Print the data below exactly, but only the lines from the one containing "the waveform files" down to the one containing "tracing_subscriber::fmt()", inclusive.

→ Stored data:
━━━━━━━━━━━━━━━━

//! Current-driven homogenisation of a metamaterial unit cell
//!
//! Runs one model of the registry and writes the demodulated `Ex` waveform
//! to `<output-dir>/<name>.dat`.
//!
//! ```text
//! cdh --model SphereWire radius=25e-6 Kx=2000
//! cdh --config fishnet.toml frequency_domain=true frequency=1.2e12
//! ```

use cdhsim::config;
use cdhsim::output::{self, MARKER_FILE, OUTPUT_DIR};
use cdhsim::simulation::{run_cdh, LogNotifier, RunOutcome};
use cdhsim::utilities::spectrum::effective_permittivity;
use clap::Parser;
use std::error::Error;
use std::path::PathBuf;
use tracing::{info, warn};
use tracing_subscriber::EnvFilter;

/// Command-line arguments of a CDH run
#[derive(Parser, Debug)]
#[command(name = "cdh")]
#[command(about = "FDTD current-driven homogenisation of metamaterial unit cells", long_about = None)]
struct Args {
    /// Model name (default, Slab, SphereWire, RodArray, ESRRArray, SphereInDiel, Fishnet, HalfSpace)
    #[arg(long)]
    model: Option<String>,

    /// TOML file with model parameters
    #[arg(long)]
    config: Option<PathBuf>,

    /// Directory of the waveform files
    #[arg(long, default_value = OUTPUT_DIR)]
    output_dir: PathBuf,

    /// File recording the name of the last simulation
    #[arg(long, default_value = MARKER_FILE)]
    marker: PathBuf,

    /// Courant number c·dt/Δ
    #[arg(long, default_value_t = cdhsim::domain::maxwell::DEFAULT_COURANT)]
    courant: f64,

    /// Worker threads (default: all cores)
    #[arg(long)]
    threads: Option<usize>,

    /// Only log warnings and errors
    #[arg(long)]
    quiet: bool,

    /// Parameter overrides
    #[arg(value_name = "KEY=VALUE")]
    overrides: Vec<String>,
}

fn main() -> Result<(), Box<dyn Error>> {
    let args = Args::parse();

    let default_level = if args.quiet { "warn" } else { "info" };
    tracing_subscriber::fmt()
        .with_env_filter(
            EnvFilter::try_from_default_env().unwrap_or_else(|_| EnvFilter::new(default_level)),
        )
        .init();

    if let Some(n) = args.threads {
        rayon::ThreadPoolBuilder::new()
            .num_threads(n)
            .build_global()?;
    }

    let model_config = config::load(args.model.as_deref(), args.config.as_deref(), &args.overrides)?;
    let model = model_config.build()?;
    info!(
        "model {} ({} materials), cell {:.3e} m, resolution {:.3e} m",
        model.simulation_name,
        model.materials.len(),
        model.size[0],
        model.resolution
    );

    let result = run_cdh(&model, args.courant, args.threads, &LogNotifier, None)?;

    let path = output::write_monitor_file(
        &args.output_dir,
        &result.simulation_name,
        &model.parameters,
        result.component.name(),
        &result.times,
        &result.values,
    )?;
    output::write_marker(&args.marker, &result.simulation_name)?;
    info!("waveform written to {}", path.display());

    match &result.outcome {
        RunOutcome::TimeDomain(_) => {
            let eps = effective_permittivity(
                &result.times,
                &result.values,
                &model.time_profile(),
                model.k,
                result.dt,
                model.resolution,
                4,
            )?;
            match eps.value_at(model.src_freq) {
                Some(v) => info!(
                    "effective permittivity at {:.3e} Hz: {:.4} {:+.4}i",
                    model.src_freq, v.re, v.im
                ),
                None => warn!("source frequency lies outside the recorded band"),
            }
        }
        RunOutcome::FrequencyDomain(r) => {
            if let Some(v) = result.values.first() {
                info!(
                    "Ex average {:.4e} {:+.4e}i ({} iterations)",
                    v.re, v.im, r.iterations
                );
            }
        }
    }
    Ok(())
}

━━━━━━━━━━━━━━━━

→ Task response:
    /// Directory of the waveform files
    #[arg(long, default_value = OUTPUT_DIR)]
    output_dir: PathBuf,

    /// File recording the name of the last simulation
    #[arg(long, default_value = MARKER_FILE)]
    marker: PathBuf,

    /// Courant number c·dt/Δ
    #[arg(long, default_value_t = cdhsim::domain::maxwell::DEFAULT_COURANT)]
    courant: f64,

    /// Worker threads (default: all cores)
    #[arg(long)]
    threads: Option<usize>,

    /// Only log warnings and errors
    #[arg(long)]
    quiet: bool,

    /// Parameter overrides
    #[arg(value_name = "KEY=VALUE")]
    overrides: Vec<String>,
}

fn main() -> Result<(), Box<dyn Error>> {
    let args = Args::parse();

    let default_level = if args.quiet { "warn" } else { "info" };
    tracing_subscriber::fmt()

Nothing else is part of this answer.